The tradition is for the president to use the State of the Union as a way to outline plans for upcoming policy changes. Instead of this, Obama gave a far more candid outline of some of the major issues that have plagued – and continue to plague – the country. One of the major talking points of the 64-minute speech was the issue of workplace rights and economic equity.

Tying in with this, another significant issue that was addressed in multiple ways during the speech was that of technology – specifically, how the Internet and mobile hardware can be used to even out the distribution of opportunities for American citizens. To highlight this theme in actions as well as words, the address was not only broadcast by major cable networks, but was also viewable via livestream on the White House website and the White House YouTube channel.

Obama cited many forces that have been responsible for shaping the country into the position it is in today. Among these forces have been strong economic change and the major integration of technology into our work and home lives. Both of these factors, Obama claimed, have positioned the country and its people in a place that, while volatile, can still yield great opportunities under the right circumstances.

The economy and the fair share
One of the four key talking points raised by Obama during his speech was the idea that everyone in the U.S. market should have an equal opportunity at his or her own fair share of success – and the notion that today the economy is definitely strong enough for that to be possible.

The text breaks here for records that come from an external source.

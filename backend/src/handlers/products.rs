//! HTTP handlers for catalog endpoints

use axum::{
    extract::{Path, State},
    Json,
};
use uuid::Uuid;

use crate::error::AppResult;
use crate::models::Product;
use crate::services::catalog::{AdjustStockInput, CatalogService, CreateProductInput};
use crate::AppState;

/// Add a product to the catalog
pub async fn create_product(
    State(state): State<AppState>,
    Json(input): Json<CreateProductInput>,
) -> AppResult<Json<Product>> {
    let service = CatalogService::new(state.db, state.feed);
    let product = service.create_product(input).await?;
    Ok(Json(product))
}

/// List products in creation order
pub async fn list_products(State(state): State<AppState>) -> AppResult<Json<Vec<Product>>> {
    let service = CatalogService::new(state.db, state.feed);
    let products = service.list_products().await?;
    Ok(Json(products))
}

/// Get a single product
pub async fn get_product(
    State(state): State<AppState>,
    Path(product_id): Path<Uuid>,
) -> AppResult<Json<Product>> {
    let service = CatalogService::new(state.db, state.feed);
    let product = service.get_product(product_id).await?;
    Ok(Json(product))
}

/// Adjust a product's stock by a signed delta
pub async fn adjust_stock(
    State(state): State<AppState>,
    Path(product_id): Path<Uuid>,
    Json(input): Json<AdjustStockInput>,
) -> AppResult<Json<Product>> {
    let service = CatalogService::new(state.db, state.feed);
    let product = service.adjust_stock(product_id, input).await?;
    Ok(Json(product))
}

/// Remove a product from the catalog
pub async fn delete_product(
    State(state): State<AppState>,
    Path(product_id): Path<Uuid>,
) -> AppResult<Json<()>> {
    let service = CatalogService::new(state.db, state.feed);
    service.delete_product(product_id).await?;
    Ok(Json(()))
}
//! Business logic services

pub mod billing;
pub mod catalog;
pub mod expenses;
pub mod export;
pub mod feed;
pub mod orders;

use validator::Validate;

use crate::error::{AppError, AppResult};

/// Run validator-derive checks and surface the first failure as a
/// validation error.
pub fn check_input<T: Validate>(input: &T) -> AppResult<()> {
    input.validate().map_err(|errors| {
        let (field, message) = errors
            .field_errors()
            .into_iter()
            .next()
            .map(|(field, errs)| {
                let message = errs
                    .first()
                    .and_then(|e| e.message.as_ref())
                    .map(|m| m.to_string())
                    .unwrap_or_else(|| format!("{} is invalid", field));
                (field.to_string(), message)
            })
            .unwrap_or_else(|| ("input".to_string(), "invalid input".to_string()));
        AppError::Validation { field, message }
    })
}
//! Change feed service
//!
//! Every mutation is recorded twice: a durable row in `change_log` with a
//! monotonic sequence number (serving delta polling, so a dashboard that
//! lost its connection can catch up), and a broadcast message for in-process
//! subscribers. The aggregation core never subscribes; it is simply re-run
//! against a fresh snapshot when the caller sees a change.

use chrono::{DateTime, Utc};
use serde::{Deserialize, Serialize};
use sqlx::{FromRow, PgPool};
use tokio::sync::broadcast;
use uuid::Uuid;

use crate::error::{AppError, AppResult};

/// Which collection a change touched
#[derive(Debug, Clone, Copy, Serialize, Deserialize, PartialEq, Eq)]
#[serde(rename_all = "snake_case")]
pub enum EntityKind {
    Product,
    Order,
    Expense,
}

impl EntityKind {
    pub fn as_str(&self) -> &'static str {
        match self {
            EntityKind::Product => "product",
            EntityKind::Order => "order",
            EntityKind::Expense => "expense",
        }
    }

    fn parse(s: &str) -> Option<Self> {
        match s {
            "product" => Some(EntityKind::Product),
            "order" => Some(EntityKind::Order),
            "expense" => Some(EntityKind::Expense),
            _ => None,
        }
    }
}

/// What happened to the entity
#[derive(Debug, Clone, Copy, Serialize, Deserialize, PartialEq, Eq)]
#[serde(rename_all = "snake_case")]
pub enum ChangeOp {
    Inserted,
    Updated,
    Deleted,
}

impl ChangeOp {
    pub fn as_str(&self) -> &'static str {
        match self {
            ChangeOp::Inserted => "inserted",
            ChangeOp::Updated => "updated",
            ChangeOp::Deleted => "deleted",
        }
    }

    fn parse(s: &str) -> Option<Self> {
        match s {
            "inserted" => Some(ChangeOp::Inserted),
            "updated" => Some(ChangeOp::Updated),
            "deleted" => Some(ChangeOp::Deleted),
            _ => None,
        }
    }
}

/// An immutable change notification
#[derive(Debug, Clone, Serialize, PartialEq)]
pub struct ChangeEvent {
    pub seq: i64,
    pub entity: EntityKind,
    pub op: ChangeOp,
    pub entity_id: Uuid,
    pub changed_at: DateTime<Utc>,
}

/// Row for change_log queries
#[derive(Debug, FromRow)]
struct ChangeRow {
    seq: i64,
    entity: String,
    op: String,
    entity_id: Uuid,
    changed_at: DateTime<Utc>,
}

impl ChangeRow {
    fn into_event(self) -> AppResult<ChangeEvent> {
        let entity = EntityKind::parse(&self.entity)
            .ok_or_else(|| AppError::Internal(format!("unknown entity kind: {}", self.entity)))?;
        let op = ChangeOp::parse(&self.op)
            .ok_or_else(|| AppError::Internal(format!("unknown change op: {}", self.op)))?;
        Ok(ChangeEvent {
            seq: self.seq,
            entity,
            op,
            entity_id: self.entity_id,
            changed_at: self.changed_at,
        })
    }
}

/// Change feed shared through the application state
#[derive(Clone)]
pub struct ChangeFeed {
    db: PgPool,
    tx: broadcast::Sender<ChangeEvent>,
}

impl ChangeFeed {
    pub fn new(db: PgPool) -> Self {
        let (tx, _) = broadcast::channel(256);
        Self { db, tx }
    }

    /// Subscribe to live change events
    pub fn subscribe(&self) -> broadcast::Receiver<ChangeEvent> {
        self.tx.subscribe()
    }

    /// Record a mutation and notify subscribers
    pub async fn record(
        &self,
        entity: EntityKind,
        op: ChangeOp,
        entity_id: Uuid,
    ) -> AppResult<ChangeEvent> {
        let row = sqlx::query_as::<_, ChangeRow>(
            r#"
            INSERT INTO change_log (entity, op, entity_id)
            VALUES ($1, $2, $3)
            RETURNING seq, entity, op, entity_id, changed_at
            "#,
        )
        .bind(entity.as_str())
        .bind(op.as_str())
        .bind(entity_id)
        .fetch_one(&self.db)
        .await?;

        let event = row.into_event()?;
        // Nobody listening is fine
        let _ = self.tx.send(event.clone());
        Ok(event)
    }

    /// Get changes after a sequence number, oldest first
    pub async fn changes_since(&self, since_seq: i64, limit: i64) -> AppResult<Vec<ChangeEvent>> {
        let rows = sqlx::query_as::<_, ChangeRow>(
            r#"
            SELECT seq, entity, op, entity_id, changed_at
            FROM change_log
            WHERE seq > $1
            ORDER BY seq ASC
            LIMIT $2
            "#,
        )
        .bind(since_seq)
        .bind(limit)
        .fetch_all(&self.db)
        .await?;

        rows.into_iter().map(ChangeRow::into_event).collect()
    }
}
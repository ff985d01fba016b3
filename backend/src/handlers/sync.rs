//! HTTP handlers for the change feed

use axum::{
    extract::{Query, State},
    Json,
};
use serde::Deserialize;

use crate::error::AppResult;
use crate::services::feed::ChangeEvent;
use crate::AppState;

const DEFAULT_LIMIT: i64 = 100;
const MAX_LIMIT: i64 = 1000;

#[derive(Debug, Default, Deserialize)]
pub struct ChangesQuery {
    pub since_seq: Option<i64>,
    pub limit: Option<i64>,
}

/// Changes recorded after `since_seq`, oldest first.
///
/// Clients poll with the highest sequence number they have seen; a fresh
/// client starts from 0 and replays the whole log.
pub async fn get_changes(
    State(state): State<AppState>,
    Query(query): Query<ChangesQuery>,
) -> AppResult<Json<Vec<ChangeEvent>>> {
    let since_seq = query.since_seq.unwrap_or(0);
    let limit = query.limit.unwrap_or(DEFAULT_LIMIT).clamp(1, MAX_LIMIT);
    let changes = state.feed.changes_since(since_seq, limit).await?;
    Ok(Json(changes))
}
//! # Schema Bootstrap
//!
//! Embedded DDL for the product catalog.
//!
//! There is exactly one table and it never migrates; `IF NOT EXISTS` makes
//! the statement idempotent, so [`ensure_schema`] can run at every startup.
//! The original MySQL deployment issued `CREATE DATABASE IF NOT EXISTS`
//! first; with an embedded store, file creation is handled by the connect
//! options and only the table remains to bootstrap.

use sqlx::SqlitePool;
use tracing::info;

use crate::error::{DbError, DbResult};

/// DDL for the products table.
///
/// `price_cents` stores the two-fractional-digit price as integer cents so
/// round trips are exact. `id` is assigned by the store on insert.
pub const CREATE_PRODUCTS_TABLE: &str = r#"
CREATE TABLE IF NOT EXISTS products (
    id          INTEGER PRIMARY KEY AUTOINCREMENT,
    name        TEXT    NOT NULL,
    description TEXT,
    price_cents INTEGER NOT NULL,
    quantity    INTEGER NOT NULL,
    category    TEXT    NOT NULL
)
"#;

/// Creates the products table if it does not exist.
///
/// ## Safety
/// - Idempotent: safe to run multiple times
/// - Never touches existing rows
pub async fn ensure_schema(pool: &SqlitePool) -> DbResult<()> {
    info!("Ensuring product schema");

    sqlx::query(CREATE_PRODUCTS_TABLE)
        .execute(pool)
        .await
        .map_err(|e| DbError::SchemaFailed(e.to_string()))?;

    info!("Product schema ready");
    Ok(())
}

// =============================================================================
// Unit Tests
// =============================================================================

#[cfg(test)]
mod tests {
    use super::*;
    use crate::connection::{ConnectionManager, DbConfig};

    #[tokio::test]
    async fn test_ensure_schema_is_idempotent() {
        let manager = ConnectionManager::new(DbConfig::in_memory());
        let pool = manager.acquire().await.unwrap();

        ensure_schema(&pool).await.unwrap();
        ensure_schema(&pool).await.unwrap();

        let count: i64 = sqlx::query_scalar("SELECT COUNT(*) FROM products")
            .fetch_one(&pool)
            .await
            .unwrap();
        assert_eq!(count, 0);
    }
}
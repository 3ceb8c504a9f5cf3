//! # stockbook-core: Pure Domain Logic for Stockbook
//!
//! This crate contains the domain types and rules of the Stockbook catalog
//! as pure functions with zero I/O dependencies.
//!
//! ## Architecture Position
//! ```text
//! ┌─────────────────────────────────────────────────────────────────────────┐
//! │                       Stockbook Architecture                            │
//! │                                                                         │
//! │  ┌─────────────────────────────────────────────────────────────────┐   │
//! │  │              Form layer (external consumer)                     │   │
//! │  │     field entry ──► validation ──► repository calls            │   │
//! │  └─────────────────────────────┬───────────────────────────────────┘   │
//! │                                │                                        │
//! │  ┌─────────────────────────────▼───────────────────────────────────┐   │
//! │  │              ★ stockbook-core (THIS CRATE) ★                    │   │
//! │  │                                                                 │   │
//! │  │   ┌───────────┐     ┌───────────┐     ┌───────────┐            │   │
//! │  │   │   types   │     │   money   │     │ validation│            │   │
//! │  │   │  Product  │     │   Money   │     │   rules   │            │   │
//! │  │   └───────────┘     └───────────┘     └───────────┘            │   │
//! │  │                                                                 │   │
//! │  │   NO I/O • NO DATABASE • NO NETWORK • PURE FUNCTIONS           │   │
//! │  └─────────────────────────────────────────────────────────────────┘   │
//! │                                │                                        │
//! │  ┌─────────────────────────────▼───────────────────────────────────┐   │
//! │  │                stockbook-db (Persistence Layer)                 │   │
//! │  │         connection manager, product repository, schema          │   │
//! │  └─────────────────────────────────────────────────────────────────┘   │
//! └─────────────────────────────────────────────────────────────────────────┘
//! ```
//!
//! ## Modules
//!
//! - [`types`] - Domain types (Product)
//! - [`money`] - Money type with integer arithmetic (no floating point!)
//! - [`error`] - Validation error types
//! - [`validation`] - Field and entity rules
//!
//! ## Design Principles
//!
//! 1. **Pure Functions**: Every function is deterministic - same input = same output
//! 2. **No I/O**: Database, network, file system access is FORBIDDEN here
//! 3. **Integer Money**: All monetary values are in cents (i64) to avoid float errors
//! 4. **Explicit Errors**: All errors are typed, never strings or panics
//!
//! ## Example Usage
//!
//! ```rust
//! use stockbook_core::{Money, Product};
//! use stockbook_core::validation::validate_product;
//!
//! // Create money from cents (never from floats!)
//! let price = Money::from_cents(150); // 1.50
//!
//! let pen = Product::new("Pen", None, price, 10, "Office");
//! assert!(validate_product(&pen).is_ok());
//! assert_eq!(pen.stock_value().cents(), 1500);
//! ```

// =============================================================================
// Module Declarations
// =============================================================================

pub mod error;
pub mod money;
pub mod types;
pub mod validation;

// =============================================================================
// Re-exports for Convenience
// =============================================================================
// These allow users to do `use stockbook_core::Money` instead of
// `use stockbook_core::money::Money`

pub use error::ValidationError;
pub use money::Money;
pub use types::Product;

// =============================================================================
// Crate-Level Constants
// =============================================================================

/// Maximum length of a product name, in characters.
///
/// ## Business Reason
/// Names longer than this overflow receipts and list views; in practice
/// they are almost always paste errors.
pub const MAX_NAME_LEN: usize = 100;

/// Maximum length of a category label, in characters.
///
/// ## Business Reason
/// Categories are short grouping labels ("Office", "Tools"). A long one is
/// a description typed into the wrong field.
pub const MAX_CATEGORY_LEN: usize = 50;
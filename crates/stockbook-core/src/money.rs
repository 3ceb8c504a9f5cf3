//! # Money Module
//!
//! Provides the `Money` type for handling monetary values safely.
//!
//! ## Why Integer Money?
//! ```text
//! ┌─────────────────────────────────────────────────────────────────────────┐
//! │  THE FLOATING POINT PROBLEM                                             │
//! │                                                                         │
//! │  In floating point:                                                     │
//! │    0.1 + 0.2 = 0.30000000000000004  ❌ WRONG!                           │
//! │                                                                         │
//! │  A catalog price of 1.50 stored as a float may come back as            │
//! │  1.4999999999999998 and fail an equality check after a round trip.     │
//! │                                                                         │
//! │  OUR SOLUTION: Integer Cents                                            │
//! │    1.50 is stored as 150. Round trips are exact, comparisons are       │
//! │    exact, and the two fractional digits are guaranteed by the type.    │
//! │                                                                         │
//! └─────────────────────────────────────────────────────────────────────────┘
//! ```
//!
//! ## Usage
//! ```rust
//! use stockbook_core::money::Money;
//!
//! // Create from cents (preferred)
//! let price = Money::from_cents(150); // 1.50
//!
//! // Arithmetic operations
//! let doubled = price * 2;                     // 3.00
//! let total = price + Money::from_cents(500);  // 6.50
//!
//! // NEVER do this:
//! // let bad = Money::from_float(1.50); // NO SUCH METHOD EXISTS!
//! ```

use serde::{Deserialize, Serialize};
use std::fmt;
use std::ops::{Add, AddAssign, Mul, Sub};

// =============================================================================
// Money Type
// =============================================================================

/// Represents a monetary value in the smallest currency unit (cents).
///
/// ## Design Decisions
/// - **i64 (signed)**: Differences and adjustments can go negative
/// - **Newtype over i64**: No runtime cost, and no mixing prices with
///   plain integers by accident
/// - **Derives**: Full serde support for serialization
#[derive(Debug, Clone, Copy, PartialEq, Eq, PartialOrd, Ord, Hash, Serialize, Deserialize)]
pub struct Money(i64);

impl Money {
    /// Creates a Money value from cents (the smallest currency unit).
    ///
    /// ## Example
    /// ```rust
    /// use stockbook_core::money::Money;
    ///
    /// let price = Money::from_cents(150); // Represents 1.50
    /// assert_eq!(price.cents(), 150);
    /// ```
    #[inline]
    pub const fn from_cents(cents: i64) -> Self {
        Money(cents)
    }

    /// Creates a Money value from major and minor units.
    ///
    /// ## Example
    /// ```rust
    /// use stockbook_core::money::Money;
    ///
    /// let price = Money::from_major_minor(1, 50); // 1.50
    /// assert_eq!(price.cents(), 150);
    ///
    /// let adjustment = Money::from_major_minor(-2, 25); // -2.25
    /// assert_eq!(adjustment.cents(), -225);
    /// ```
    ///
    /// ## Note
    /// For negative amounts, only the major unit should be negative.
    /// `from_major_minor(-2, 25)` = -2.25, not -1.75
    #[inline]
    pub const fn from_major_minor(major: i64, minor: i64) -> Self {
        // A negative major unit pushes the minor unit further from zero
        if major < 0 {
            Money(major * 100 - minor)
        } else {
            Money(major * 100 + minor)
        }
    }

    /// Returns the value in cents (smallest currency unit).
    #[inline]
    pub const fn cents(&self) -> i64 {
        self.0
    }

    /// Returns the major unit portion.
    ///
    /// ## Example
    /// ```rust
    /// use stockbook_core::money::Money;
    ///
    /// assert_eq!(Money::from_cents(899).major_units(), 8);
    /// assert_eq!(Money::from_cents(-225).major_units(), -2);
    /// ```
    #[inline]
    pub const fn major_units(&self) -> i64 {
        self.0 / 100
    }

    /// Returns the minor unit portion (always 0-99).
    ///
    /// ## Example
    /// ```rust
    /// use stockbook_core::money::Money;
    ///
    /// assert_eq!(Money::from_cents(899).minor_units(), 99);
    /// assert_eq!(Money::from_cents(-225).minor_units(), 25); // Absolute value
    /// ```
    #[inline]
    pub const fn minor_units(&self) -> i64 {
        (self.0 % 100).abs()
    }

    /// Returns zero money value.
    #[inline]
    pub const fn zero() -> Self {
        Money(0)
    }

    /// Checks if the value is zero.
    #[inline]
    pub const fn is_zero(&self) -> bool {
        self.0 == 0
    }

    /// Checks if the value is negative (less than zero).
    #[inline]
    pub const fn is_negative(&self) -> bool {
        self.0 < 0
    }
}

// =============================================================================
// Trait Implementations
// =============================================================================

/// Display implementation shows money in a human-readable format.
///
/// ## Note
/// This is for debugging and tool output. Use frontend formatting for
/// actual UI display to handle localization properly.
impl fmt::Display for Money {
    fn fmt(&self, f: &mut fmt::Formatter<'_>) -> fmt::Result {
        let sign = if self.is_negative() { "-" } else { "" };
        write!(
            f,
            "{}${}.{:02}",
            sign,
            self.major_units().abs(),
            self.minor_units()
        )
    }
}

/// Default money is zero.
impl Default for Money {
    fn default() -> Self {
        Money::zero()
    }
}

/// Addition of two Money values.
impl Add for Money {
    type Output = Self;

    #[inline]
    fn add(self, other: Self) -> Self {
        Money(self.0 + other.0)
    }
}

/// Addition assignment (+=).
impl AddAssign for Money {
    #[inline]
    fn add_assign(&mut self, other: Self) {
        self.0 += other.0;
    }
}

/// Subtraction of two Money values.
impl Sub for Money {
    type Output = Self;

    #[inline]
    fn sub(self, other: Self) -> Self {
        Money(self.0 - other.0)
    }
}

/// Multiplication by quantity.
impl Mul<i64> for Money {
    type Output = Self;

    #[inline]
    fn mul(self, qty: i64) -> Self {
        Money(self.0 * qty)
    }
}

// =============================================================================
// Unit Tests
// =============================================================================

He cited increased automation as a factor standing in the way of equitable treatment of workers, indicating that these cycles can make it harder, not easier, for poorer families to master their circumstances and climb up out of poverty. In particular, Obama was vocal about calling for reforms that would provide adequate education, including courses in the ever-valuable STEM fields, to enable professionals to get the training they need to be competitive in a rapidly changing workforce.

The good news
The president's speech wasn't without its moments of pride, particularly in regards to the employment sector. Specifically, Obama pointed out that despite misgivings, the economy has experienced a 70-month job-growth streak – the largest in history. In that time, the unemployment rate has been cut in half and 14 million new jobs have been added to the economy.